At aFrogleap we believe that a great user experience is key for turning your brilliant idea into an awesome product. Your customers expect that no matter on what device your product is used — on a phone, tablet, desktop, or smartwatch — that it is fast, seamless, has intuitive interactions, an excellent design, and provides a personal experience.
But how do we get from your brilliant idea to an awesome product? How can we work together as best as possible to deliver the best possible end result? And how can we prevent building a product that might look amazing, but is not fulfilling the needs of the user? For this we use an approach strongly based on Spotify’s Think It, Build It, Ship It, Tweak It framework — combining both Agile and Lean principles with our own expertise and experience.
At aFrogleap we see Agile as a mindset with the focus on collaboration, transparency, responding to change and continuous improvement. Lean, for us, is a disciplined, scientific and capital efficient method for discovering and building products that people love.

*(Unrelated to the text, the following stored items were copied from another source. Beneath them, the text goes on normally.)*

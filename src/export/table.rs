// SPDX-License-Identifier: MPL-2.0
//! Snapshots of on-screen tables.
//!
//! Export works on a [`DataTable`] captured at click time, so a save dialog
//! left open does not pick up rows added afterwards.

use crate::clock;
use crate::domain::{BloodRequest, InventoryRow, StockLevel};

/// Table id of the dashboard requests table.
pub const REQUESTS_TABLE_ID: &str = "requestsTable";

/// Table id of the inventory table.
pub const INVENTORY_TABLE_ID: &str = "inventoryTable";

/// Rectangular snapshot of one on-screen table.
#[derive(Debug, Clone, PartialEq, Eq)]
pub struct DataTable {
    pub id: String,
    pub headers: Vec<String>,
    pub rows: Vec<Vec<String>>,
}

impl DataTable {
    /// A table with no headers and no rows; serializes to an empty document.
    #[must_use]
    pub fn empty(id: impl Into<String>) -> Self {
        Self {
            id: id.into(),
            headers: Vec::new(),
            rows: Vec::new(),
        }
    }

    #[must_use]
    pub fn is_empty(&self) -> bool {
        self.headers.is_empty() && self.rows.is_empty()
    }
}

/// Captures the table identified by `table_id`.
///
/// An unknown id yields an empty table; the export still writes a file, it is
/// just empty.
#[must_use]
pub fn snapshot(
    table_id: &str,
    requests: &[BloodRequest],
    inventory: &[InventoryRow],
) -> DataTable {
    match table_id {
        REQUESTS_TABLE_ID => requests_table(requests),
        INVENTORY_TABLE_ID => inventory_table(inventory),
        _ => DataTable::empty(table_id),
    }
}

/// Snapshot of the dashboard requests table.
#[must_use]
pub fn requests_table(requests: &[BloodRequest]) -> DataTable {
    DataTable {
        id: REQUESTS_TABLE_ID.to_string(),
        headers: ["Request", "Hospital", "Blood Type", "Units", "Needed By", "Requested"]
            .map(String::from)
            .to_vec(),
        rows: requests
            .iter()
            .map(|request| {
                vec![
                    format!("#{}", request.id),
                    request.hospital.clone(),
                    request.blood_type.label().to_string(),
                    request.units.to_string(),
                    request.needed_by.format("%b %-d, %Y, %I:%M %p").to_string(),
                    clock::format_date(request.created_at),
                ]
            })
            .collect(),
    }
}

/// Snapshot of the inventory table.
#[must_use]
pub fn inventory_table(inventory: &[InventoryRow]) -> DataTable {
    DataTable {
        id: INVENTORY_TABLE_ID.to_string(),
        headers: ["Blood Type", "Units Available", "Status", "Last Updated"]
            .map(String::from)
            .to_vec(),
        rows: inventory
            .iter()
            .map(|row| {
                vec![
                    row.blood_type.label().to_string(),
                    row.units.to_string(),
                    stock_label(row.stock_level()).to_string(),
                    clock::format_date(row.updated_at),
                ]
            })
            .collect(),
    }
}

fn stock_label(level: StockLevel) -> &'static str {
    match level {
        StockLevel::Critical => "Critical",
        StockLevel::Low => "Low",
        StockLevel::Normal => "Normal",
    }
}
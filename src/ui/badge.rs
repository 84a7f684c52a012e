// SPDX-License-Identifier: MPL-2.0
//! Blood-type pill badge shared by the dashboard and inventory tables.
//!
//! Badge color follows the ABO letter group regardless of Rh factor, so
//! `A+` and `A-` share the same red badge.

use crate::domain::{BloodGroup, LetterGroup};
use crate::ui::design_tokens::{palette, radius, spacing, typography};
use iced::widget::{container, Container, Text};
use iced::{Color, Element, Theme};

/// Returns the badge background color for a blood group.
#[must_use]
pub fn color(group: BloodGroup) -> Color {
    match group.letter_group() {
        LetterGroup::A => palette::BADGE_A,
        LetterGroup::B => palette::BADGE_B,
        LetterGroup::Ab => palette::BADGE_AB,
        LetterGroup::O => palette::BADGE_O,
    }
}

/// Renders a blood-type badge pill.
pub fn view<'a, Message: 'a>(group: BloodGroup) -> Element<'a, Message> {
    let background = color(group);

    Container::new(
        Text::new(group.label())
            .size(typography::CAPTION)
            .color(palette::WHITE),
    )
    .padding([spacing::XXS, spacing::XS])
    .style(move |_theme: &Theme| container::Style {
        background: Some(background.into()),
        border: iced::Border {
            radius: radius::FULL.into(),
            ..Default::default()
        },
        ..Default::default()
    })
    .into()
}

#[cfg(test)]
mod tests {
    use super::*;

    #[test]
    fn rh_factor_does_not_change_badge_color() {
        assert_eq!(color(BloodGroup::APositive), color(BloodGroup::ANegative));
        assert_eq!(color(BloodGroup::OPositive), color(BloodGroup::ONegative));
    }

    #[test]
    fn letter_groups_have_distinct_colors() {
        let colors = [
            color(BloodGroup::APositive),
            color(BloodGroup::BPositive),
            color(BloodGroup::AbPositive),
            color(BloodGroup::OPositive),
        ];
        for (i, a) in colors.iter().enumerate() {
            for b in &colors[i + 1..] {
                assert_ne!(a, b);
            }
        }
    }
}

So, how does this work? As you can see in the graph below — “Think It, Build It, Ship It, and Tweak It” are four stages in which a product can exist. Each stage has its own purpose and the duration of each stage varies per project. For example, when there already is a validated hypothesis at the start of a project — less time could be needed in the“Think It”-stage to validate if there is a need for the idea in user focus groups. Also, iterative Agile approaches are used within all stages, as well as for the whole framework.
Regardless of what project we do at aFrogleap, we start by putting together a small team with at least a designer, a developer and a strategist. Our client participates in the team as the Product Owner of the project and is fully involved in all stages of the process.
The main question to answer in the “Think It”-stage is: Is this product worth building? Not only do we want to create sustainable customer value — we also want to drive down product risk at a low cost. In order to achieve this, as a team we turn your idea into a product vision with an initial roadmap with objectives and key results. For this we organise several workshops and create several prototypes — both “lo-fi” paper prototypes and “hi-fi” clickthrough demo’s or runnable prototypes (but with fake data for example).
When we jointly believe that the product is worth building, then this stage ends. Of course, this is a subjective decision with no hard data to support it yet. This hard data comes in the “Ship It”-stage, so we want to get there as fast as possible.
In the “Build It”-stage we expand the team to a full Agile Scrum team — we will further elaborate on this process in coming articles of this agile series. As this stage has high operating costs and little risk reduction, we want to keep it as short as possible. The purpose of this stage is to build a Minimal Viable Product (MVP) — as defined in the roadmap — that is good enough to be released to external users. Also it has to be good enough to prove something about the product, in order to see that we are on the right track.
It is important to note that the MVP will not be feature complete, but it does fulfill the product vision. When we jointly believe this is the case, and that the MVP is good enough for real users we go to the next stage.
When we jointly believe the MVP is good enough for real users, it will be released to a small percentage of all those users. Now we can finally test if the hypothesis defined in the Ship It stage was true, and iteratively improve the product as necessary. It is almost impossible to get it right at the first try, and part of the strength of this approach is that we don’t have to.
When we jointly agree that the product is having the intended impact on the small user group, we gradually role it out to more users, while still measuring and improving. This gives us time to deal with operational aspects such as hardware capacity, monitoring, continuous deployment and scalability, etc.
This stage ends when the product is available to all users.
Note that the product is still not “feature complete”, finishing the “Ship It”-stage only means that the product (MVP + necessary improvements) has been 100% rolled out. There is no such thing as “feature complete”, since the product continuously evolves even after Ship It.
Now the product is live and available for all users, we are in the Tweak It stage. This is the most important stage, since this is where all products end up — and therefore spend most of their digital lifetime. Of course, the product has already proven itself in the Ship It stage, but there is always room for improvement. Also, in this stage experiments and A/B testing can be done — and based on the metrics it is now possible to add significant new features or small improvements.
There will come a time in the future that the product is great. The most improvements are made and — based on the metrics — the cost/benefit ratio of new feature development is less attractive. It could be that the product is reaching it’s local maximum. At this point we can answer the question: Are you happy being on top of this hill? Or is there more potential in this product and a higher peak to be found? In the latter case we can start the Think It stage again and Re-Think the product to reach a higher maximum.